--- INSTRUCTIONS FOR THE TASK ---
Once you have read the data below, please repeat all of it exactly.

[Dataset entries]
use serde::{Deserialize, Serialize};

/// v1.0 call template model (simplified to cover current transports).
#[derive(Debug, Clone, Serialize, Deserialize)]
#[serde(rename_all = "snake_case")]
pub struct CallTemplate {
    /// The type of the call template (e.g., "http", "cli").
    pub call_template_type: String,
    /// Optional name for the template.
    #[serde(default)]
    pub name: Option<String>,
    /// URL for HTTP-based templates.
    #[serde(default)]
    pub url: Option<String>,
    /// HTTP method for HTTP-based templates.
    #[serde(default)]
    pub http_method: Option<String>,
    /// Command string for CLI-based templates.
    #[serde(default)]
    pub command: Option<String>,
    /// List of commands for multi-step CLI templates.
    #[serde(default)]
    pub commands: Option<Vec<TemplateCommand>>,
    /// Environment variables to set for the command.
    #[serde(default)]
    pub env_vars: Option<std::collections::HashMap<String, String>>,
    /// Working directory for the command.
    #[serde(default)]
    pub working_dir: Option<String>,
    /// List of allowed communication protocol types (e.g., ["http", "cli"]).
    /// If undefined, null, or empty, defaults to only allowing this template's own call_template_type.
    /// This provides secure-by-default behavior where a manual can only register/call tools
    /// that use its own protocol unless explicitly configured otherwise.
    #[serde(skip_serializing_if = "Option::is_none")]
    #[serde(default)]
    pub allowed_communication_protocols: Option<Vec<String>>,
}

/// Represents a single command in a multi-step CLI template.
#[derive(Debug, Clone, Serialize, Deserialize)]
pub struct TemplateCommand {
    /// The command string to execute.
    pub command: String,
    /// Whether to append the output of this command to the final result.
    #[serde(default)]
    pub append_to_final_output: Option<bool>,
}

/// Metadata information about a manual.
#[derive(Debug, Clone, Serialize, Deserialize)]
pub struct ManualInfo {
    /// Title of the manual.
    pub title: String,
    /// Version of the manual.
    pub version: String,
    #[serde(default)]
    /// Optional description of the manual.
    pub description: Option<String>,
}

/// Represents a tool definition within a manual.
#[derive(Debug, Clone, Serialize, Deserialize)]
pub struct ManualTool {
    /// Name of the tool.
    pub name: String,
    /// Description of what the tool does.
    pub description: String,
    /// JSON schema for the tool's inputs.
    pub inputs: serde_json::Value,
    /// JSON schema for the tool's outputs.
    pub outputs: serde_json::Value,
    /// Tags associated with the tool.
    #[serde(default)]
    pub tags: Vec<String>,
    /// The call template defining how to execute the tool.
    #[serde(default)]
    pub tool_call_template: Option<CallTemplate>,
    /// Legacy provider definition (deprecated).
    #[serde(default)]
    pub provider: Option<CallTemplate>, // legacy in-tool provider
}

/// Represents a v1.0 Manual structure containing tool definitions and metadata.
#[derive(Debug, Clone, Serialize, Deserialize)]
pub struct ManualV1 {
    /// Version of the manual format.
    pub manual_version: String,
    /// Version of the UTCP protocol.
    pub utcp_version: String,
    /// Metadata about the manual.
    pub info: ManualInfo,
    /// List of tools defined in the manual.
    pub tools: Vec<ManualTool>,
    /// List of allowed communication protocol types for tools in this manual.
    /// If undefined, null, or empty, defaults to only allowing each tool's own protocol type.
    /// This provides secure-by-default behavior.
    #[serde(skip_serializing_if = "Option::is_none")]
    #[serde(default)]
    pub allowed_communication_protocols: Option<Vec<String>>,
}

--- SOLUTION TO THIS EXERCISE ---
use serde::{Deserialize, Serialize};

/// v1.0 call template model (simplified to cover current transports).
#[derive(Debug, Clone, Serialize, Deserialize)]
#[serde(rename_all = "snake_case")]
pub struct CallTemplate {
    /// The type of the call template (e.g., "http", "cli").
    pub call_template_type: String,
    /// Optional name for the template.
    #[serde(default)]
    pub name: Option<String>,
    /// URL for HTTP-based templates.
    #[serde(default)]
    pub url: Option<String>,
    /// HTTP method for HTTP-based templates.
    #[serde(default)]
    pub http_method: Option<String>,
    /// Command string for CLI-based templates.
    #[serde(default)]
    pub command: Option<String>,
    /// List of commands for multi-step CLI templates.
    #[serde(default)]
    pub commands: Option<Vec<TemplateCommand>>,
    /// Environment variables to set for the command.
    #[serde(default)]
    pub env_vars: Option<std::collections::HashMap<String, String>>,
    /// Working directory for the command.
    #[serde(default)]
    pub working_dir: Option<String>,
    /// List of allowed communication protocol types (e.g., ["http", "cli"]).
    /// If undefined, null, or empty, defaults to only allowing this template's own call_template_type.
    /// This provides secure-by-default behavior where a manual can only register/call tools
    /// that use its own protocol unless explicitly configured otherwise.
    #[serde(skip_serializing_if = "Option::is_none")]
    #[serde(default)]
    pub allowed_communication_protocols: Option<Vec<String>>,
}

/// Represents a single command in a multi-step CLI template.
#[derive(Debug, Clone, Serialize, Deserialize)]
pub struct TemplateCommand {
    /// The command string to execute.
    pub command: String,
    /// Whether to append the output of this command to the final result.
    #[serde(default)]
    pub append_to_final_output: Option<bool>,
}

/// Metadata information about a manual.
#[derive(Debug, Clone, Serialize, Deserialize)]
pub struct ManualInfo {
    /// Title of the manual.
    pub title: String,
    /// Version of the manual.
    pub version: String,
    #[serde(default)]
    /// Optional description of the manual.
    pub description: Option<String>,
}

/// Represents a tool definition within a manual.
#[derive(Debug, Clone, Serialize, Deserialize)]
pub struct ManualTool {
    /// Name of the tool.
    pub name: String,
    /// Description of what the tool does.
    pub description: String,
    /// JSON schema for the tool's inputs.
    pub inputs: serde_json::Value,
    /// JSON schema for the tool's outputs.
    pub outputs: serde_json::Value,
    /// Tags associated with the tool.
    #[serde(default)]
    pub tags: Vec<String>,
    /// The call template defining how to execute the tool.
    #[serde(default)]
    pub tool_call_template: Option<CallTemplate>,
    /// Legacy provider definition (deprecated).
    #[serde(default)]
    pub provider: Option<CallTemplate>, // legacy in-tool provider
}

/// Represents a v1.0 Manual structure containing tool definitions and metadata.
#[derive(Debug, Clone, Serialize, Deserialize)]
pub struct ManualV1 {
    /// Version of the manual format.
    pub manual_version: String,
    /// Version of the UTCP protocol.
    pub utcp_version: String,
    /// Metadata about the manual.
    pub info: ManualInfo,
    /// List of tools defined in the manual.
    pub tools: Vec<ManualTool>,
    /// List of allowed communication protocol types for tools in this manual.
    /// If undefined, null, or empty, defaults to only allowing each tool's own protocol type.
    /// This provides secure-by-default behavior.
    #[serde(skip_serializing_if = "Option::is_none")]
    #[serde(default)]
    pub allowed_communication_protocols: Option<Vec<String>>,
}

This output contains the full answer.